**Available data**
::::

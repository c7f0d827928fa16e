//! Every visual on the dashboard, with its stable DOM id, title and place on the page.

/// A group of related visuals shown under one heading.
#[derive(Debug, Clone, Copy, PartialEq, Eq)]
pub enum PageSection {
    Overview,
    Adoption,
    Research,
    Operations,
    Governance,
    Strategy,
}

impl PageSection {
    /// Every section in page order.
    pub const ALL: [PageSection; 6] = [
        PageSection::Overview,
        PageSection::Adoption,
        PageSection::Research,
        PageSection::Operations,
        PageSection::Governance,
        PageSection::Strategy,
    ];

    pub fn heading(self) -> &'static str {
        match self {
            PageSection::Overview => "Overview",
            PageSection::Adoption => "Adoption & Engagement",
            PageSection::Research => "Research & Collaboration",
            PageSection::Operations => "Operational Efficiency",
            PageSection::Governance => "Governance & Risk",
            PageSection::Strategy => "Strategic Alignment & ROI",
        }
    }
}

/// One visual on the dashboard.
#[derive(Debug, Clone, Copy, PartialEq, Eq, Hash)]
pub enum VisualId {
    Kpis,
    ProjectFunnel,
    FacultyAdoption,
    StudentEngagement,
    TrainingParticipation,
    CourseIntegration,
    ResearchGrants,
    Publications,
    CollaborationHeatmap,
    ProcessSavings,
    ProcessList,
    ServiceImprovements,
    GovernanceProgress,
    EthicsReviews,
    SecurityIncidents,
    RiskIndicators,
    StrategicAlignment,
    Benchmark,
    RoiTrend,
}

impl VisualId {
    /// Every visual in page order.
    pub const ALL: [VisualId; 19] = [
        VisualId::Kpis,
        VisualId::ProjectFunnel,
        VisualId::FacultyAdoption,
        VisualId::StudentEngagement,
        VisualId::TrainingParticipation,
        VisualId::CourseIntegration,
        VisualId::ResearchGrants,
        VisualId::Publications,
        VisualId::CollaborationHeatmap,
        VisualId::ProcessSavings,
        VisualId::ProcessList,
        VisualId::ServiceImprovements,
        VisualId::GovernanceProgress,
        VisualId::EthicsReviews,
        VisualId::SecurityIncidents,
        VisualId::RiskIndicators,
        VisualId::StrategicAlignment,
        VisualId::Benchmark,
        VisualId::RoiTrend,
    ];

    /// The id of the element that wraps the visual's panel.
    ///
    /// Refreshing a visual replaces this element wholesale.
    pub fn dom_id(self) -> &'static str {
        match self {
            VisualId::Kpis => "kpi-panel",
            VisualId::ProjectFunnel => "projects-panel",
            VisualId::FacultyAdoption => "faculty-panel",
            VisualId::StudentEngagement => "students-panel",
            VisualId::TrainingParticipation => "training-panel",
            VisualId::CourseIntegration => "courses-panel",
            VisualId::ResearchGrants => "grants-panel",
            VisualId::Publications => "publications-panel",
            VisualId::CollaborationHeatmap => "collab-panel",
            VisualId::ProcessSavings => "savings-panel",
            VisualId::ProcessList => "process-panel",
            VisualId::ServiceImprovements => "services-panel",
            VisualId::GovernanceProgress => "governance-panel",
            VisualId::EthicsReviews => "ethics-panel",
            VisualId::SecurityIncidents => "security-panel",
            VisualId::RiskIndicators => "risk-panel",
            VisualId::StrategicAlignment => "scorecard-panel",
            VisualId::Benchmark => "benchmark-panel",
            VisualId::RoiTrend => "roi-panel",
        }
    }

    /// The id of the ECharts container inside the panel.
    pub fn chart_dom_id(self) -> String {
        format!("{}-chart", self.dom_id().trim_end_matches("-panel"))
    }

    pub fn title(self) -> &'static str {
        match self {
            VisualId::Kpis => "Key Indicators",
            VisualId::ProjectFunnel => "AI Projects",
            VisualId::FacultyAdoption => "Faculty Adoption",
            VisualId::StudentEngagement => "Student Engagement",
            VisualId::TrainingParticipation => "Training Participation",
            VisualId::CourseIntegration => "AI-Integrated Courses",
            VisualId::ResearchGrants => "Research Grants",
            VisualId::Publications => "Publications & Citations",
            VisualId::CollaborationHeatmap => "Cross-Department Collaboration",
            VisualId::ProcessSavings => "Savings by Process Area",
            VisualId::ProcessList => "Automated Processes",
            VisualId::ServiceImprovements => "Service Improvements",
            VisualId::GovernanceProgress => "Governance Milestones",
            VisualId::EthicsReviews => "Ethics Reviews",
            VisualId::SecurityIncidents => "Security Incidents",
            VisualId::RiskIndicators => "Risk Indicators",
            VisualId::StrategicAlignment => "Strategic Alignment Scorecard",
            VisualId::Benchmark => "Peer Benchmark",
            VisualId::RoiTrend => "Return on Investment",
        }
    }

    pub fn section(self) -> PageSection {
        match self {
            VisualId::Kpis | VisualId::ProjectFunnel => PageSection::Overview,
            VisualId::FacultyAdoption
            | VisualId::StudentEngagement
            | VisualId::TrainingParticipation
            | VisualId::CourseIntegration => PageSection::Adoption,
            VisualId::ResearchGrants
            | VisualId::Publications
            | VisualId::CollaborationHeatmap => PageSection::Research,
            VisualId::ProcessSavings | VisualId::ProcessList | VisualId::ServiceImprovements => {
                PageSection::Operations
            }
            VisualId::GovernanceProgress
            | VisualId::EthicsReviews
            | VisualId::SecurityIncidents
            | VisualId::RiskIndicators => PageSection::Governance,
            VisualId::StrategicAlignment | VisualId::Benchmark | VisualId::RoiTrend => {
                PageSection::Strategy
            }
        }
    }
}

::::

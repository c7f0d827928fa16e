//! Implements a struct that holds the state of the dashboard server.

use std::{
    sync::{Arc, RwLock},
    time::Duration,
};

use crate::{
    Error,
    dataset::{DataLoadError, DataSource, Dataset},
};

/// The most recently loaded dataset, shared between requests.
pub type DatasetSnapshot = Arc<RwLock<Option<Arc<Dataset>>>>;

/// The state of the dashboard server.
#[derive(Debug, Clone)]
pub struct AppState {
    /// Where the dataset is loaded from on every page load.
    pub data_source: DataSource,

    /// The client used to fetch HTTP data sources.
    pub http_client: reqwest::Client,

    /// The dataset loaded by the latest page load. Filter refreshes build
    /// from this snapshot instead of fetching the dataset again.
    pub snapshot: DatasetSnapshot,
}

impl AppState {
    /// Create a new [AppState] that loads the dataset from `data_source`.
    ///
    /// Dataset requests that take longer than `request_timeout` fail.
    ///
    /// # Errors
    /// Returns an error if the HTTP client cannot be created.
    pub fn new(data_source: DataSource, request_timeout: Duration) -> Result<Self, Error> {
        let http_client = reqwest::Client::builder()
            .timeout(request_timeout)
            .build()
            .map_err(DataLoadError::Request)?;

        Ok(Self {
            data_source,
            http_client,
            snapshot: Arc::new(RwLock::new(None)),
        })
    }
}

::::

**Work to complete**
Gather up the lines containing the word "Benchmark" from these records and copy them.

**Your solution**
    Benchmark,
        VisualId::Benchmark,
            VisualId::Benchmark => "benchmark-panel",
            VisualId::Benchmark => "Peer Benchmark",
            VisualId::StrategicAlignment | VisualId::Benchmark | VisualId::RoiTrend => {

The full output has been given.